Task to carry out:
Using the data below, count the lines that carry the string "struct" and write only the count.

Data excerpts
------------------------

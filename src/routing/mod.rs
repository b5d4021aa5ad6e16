//! Content routing: maps document files to URL routes.
//!
//! # Architecture
//!
//! ```text
//! PathFilter  -> accepts/rejects relative paths, derives routes
//! RouteTable  -> route -> RouteInfo (title, included files)
//!   DependencyIndex -> resolved included path -> dependent routes
//! ContentWalker -> initial recursive scan of the content root
//! ```

mod deps;
mod filter;
mod scan;
mod table;
mod types;

pub use deps::{DependencyIndex, normalize_lexically, resolve_included};
pub use filter::{Candidate, PathFilter, RESERVED_PREFIX, to_slash};
pub use scan::ContentWalker;
pub use table::RouteTable;
pub use types::{IncludedFile, NavEntry, Route, RouteInfo};
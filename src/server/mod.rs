//! HTTP front end: document pages, reserved assets and the live-update
//! WebSocket.

mod assets;
mod handlers;
mod pages;
mod websocket;

pub use assets::{Asset, ReservedAssets, WS_PATH};
pub use handlers::request_route;
pub use pages::{PageRenderer, escape_html, render_navigation};

use std::net::SocketAddr;
use std::path::PathBuf;
use std::sync::Arc;

use anyhow::Context;
use axum::Router;
use axum::routing::get;
use tokio_util::sync::CancellationToken;
use tower_http::trace::TraceLayer;

use crate::config::Settings;
use crate::convert::{AsciidoctorConverter, Converter};
use crate::notifications::NotificationBroadcaster;
use crate::routing::{PathFilter, RESERVED_PREFIX, RouteTable};
use crate::service::{RouteService, RouteServiceHandle, initial_scan};
use crate::watcher::{ChangeNotifier, FsWatcher};

/// State shared by every handler.
pub struct AppState {
    pub routes: RouteServiceHandle,
    pub converter: Arc<dyn Converter>,
    pub broadcaster: NotificationBroadcaster,
    pub pages: PageRenderer,
    pub assets: ReservedAssets,
    /// Canonical content root
    pub content_root: PathBuf,
    pub filter: PathFilter,
    pub health_path: String,
}

impl AppState {
    pub fn new(
        routes: RouteServiceHandle,
        converter: Arc<dyn Converter>,
        broadcaster: NotificationBroadcaster,
        content_root: PathBuf,
        filter: PathFilter,
        health_path: impl Into<String>,
    ) -> Self {
        let health_path = health_path.into();
        Self {
            routes,
            converter,
            broadcaster,
            pages: PageRenderer::default(),
            assets: ReservedAssets::new(&health_path),
            content_root,
            filter,
            health_path,
        }
    }
}

/// Build the application router.
pub fn router(state: Arc<AppState>) -> Router {
    Router::new()
        .route("/", get(handlers::home))
        .route(&state.health_path, get(handlers::health))
        .route(WS_PATH, get(websocket::ws_handler))
        .route(&format!("/{RESERVED_PREFIX}/{{*asset}}"), get(handlers::asset))
        .fallback(handlers::page)
        .layer(TraceLayer::new_for_http())
        .with_state(state)
}

/// Options for [`serve`] that come from the command line.
#[derive(Debug, Clone)]
pub struct ServeOptions {
    pub root: PathBuf,
    pub watch: bool,
}

/// Run the preview server until Ctrl+C.
///
/// Startup order: route service, watcher, initial scan, listener. The
/// watcher subscribes before the scan so no change is missed in between;
/// duplicate additions are no-ops in the route table.
pub async fn serve(settings: Settings, options: ServeOptions) -> anyhow::Result<()> {
    let root = options
        .root
        .canonicalize()
        .with_context(|| format!("no such directory: {}", options.root.display()))?;
    anyhow::ensure!(root.is_dir(), "path {} is not a directory", root.display());
    anyhow::ensure!(
        settings.server.health_path.starts_with('/'),
        "health path must start with '/': {}",
        settings.server.health_path
    );

    let filter = PathFilter::new(
        &settings.content.extensions,
        &settings.content.excluded_dirs,
    );
    let converter: Arc<dyn Converter> =
        Arc::new(AsciidoctorConverter::new(&settings.converter));
    let broadcaster = NotificationBroadcaster::new(64);

    let table = RouteTable::new(root.clone(), filter.clone(), Arc::clone(&converter));
    let notifier = ChangeNotifier::new(table, Arc::new(broadcaster.clone()));
    let (service, handle) = RouteService::new(notifier, 256);

    let ct = CancellationToken::new();
    tokio::spawn(service.run(ct.child_token()));

    if options.watch && settings.watch.enabled {
        let built = FsWatcher::builder()
            .root(root.clone())
            .filter(filter.clone())
            .sink(handle.clone())
            .debounce_ms(settings.watch.debounce_ms)
            .build();

        match built {
            Ok(watcher) => {
                let watcher_ct = ct.child_token();
                tokio::spawn(async move {
                    if let Err(e) = watcher.watch(watcher_ct).await {
                        tracing::error!("[watcher] error: {e}");
                    }
                });
                crate::log_event!(
                    "watcher",
                    "enabled",
                    "debounce: {}ms",
                    settings.watch.debounce_ms
                );
            }
            Err(e) => {
                tracing::warn!("[watcher] failed to start: {e}");
                tracing::warn!("[watcher] continuing without live updates");
            }
        }
    }

    let count = initial_scan(&handle, root.clone(), filter.clone()).await?;
    crate::log_event!("router", "initial scan", "{count} documents under {}", root.display());

    let state = Arc::new(AppState::new(
        handle,
        converter,
        broadcaster,
        root,
        filter,
        settings.server.health_path.clone(),
    ));
    let app = router(state);

    let bind = format!("{}:{}", settings.server.bind, settings.server.port);
    let listener = tokio::net::TcpListener::bind(&bind)
        .await
        .with_context(|| format!("cannot bind {bind}"))?;
    let local: SocketAddr = listener.local_addr()?;
    crate::log_event!("server", "listening", "http://{local}");

    axum::serve(listener, app)
        .with_graceful_shutdown(shutdown_signal(ct.clone()))
        .await?;

    ct.cancel();
    crate::log_event!("server", "stopped");
    Ok(())
}

/// Resolves on Ctrl+C or when `ct` is cancelled, cancelling `ct` either way.
async fn shutdown_signal(ct: CancellationToken) {
    tokio::select! {
        result = tokio::signal::ctrl_c() => {
            if let Err(e) = result {
                tracing::error!("[server] cannot listen for ctrl+c: {e}");
                // Keep serving until cancelled some other way
                ct.cancelled().await;
            }
        }
        _ = ct.cancelled() => {}
    }
    crate::log_event!("server", "shutting down");
    ct.cancel();
}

------------------------

Answer:
2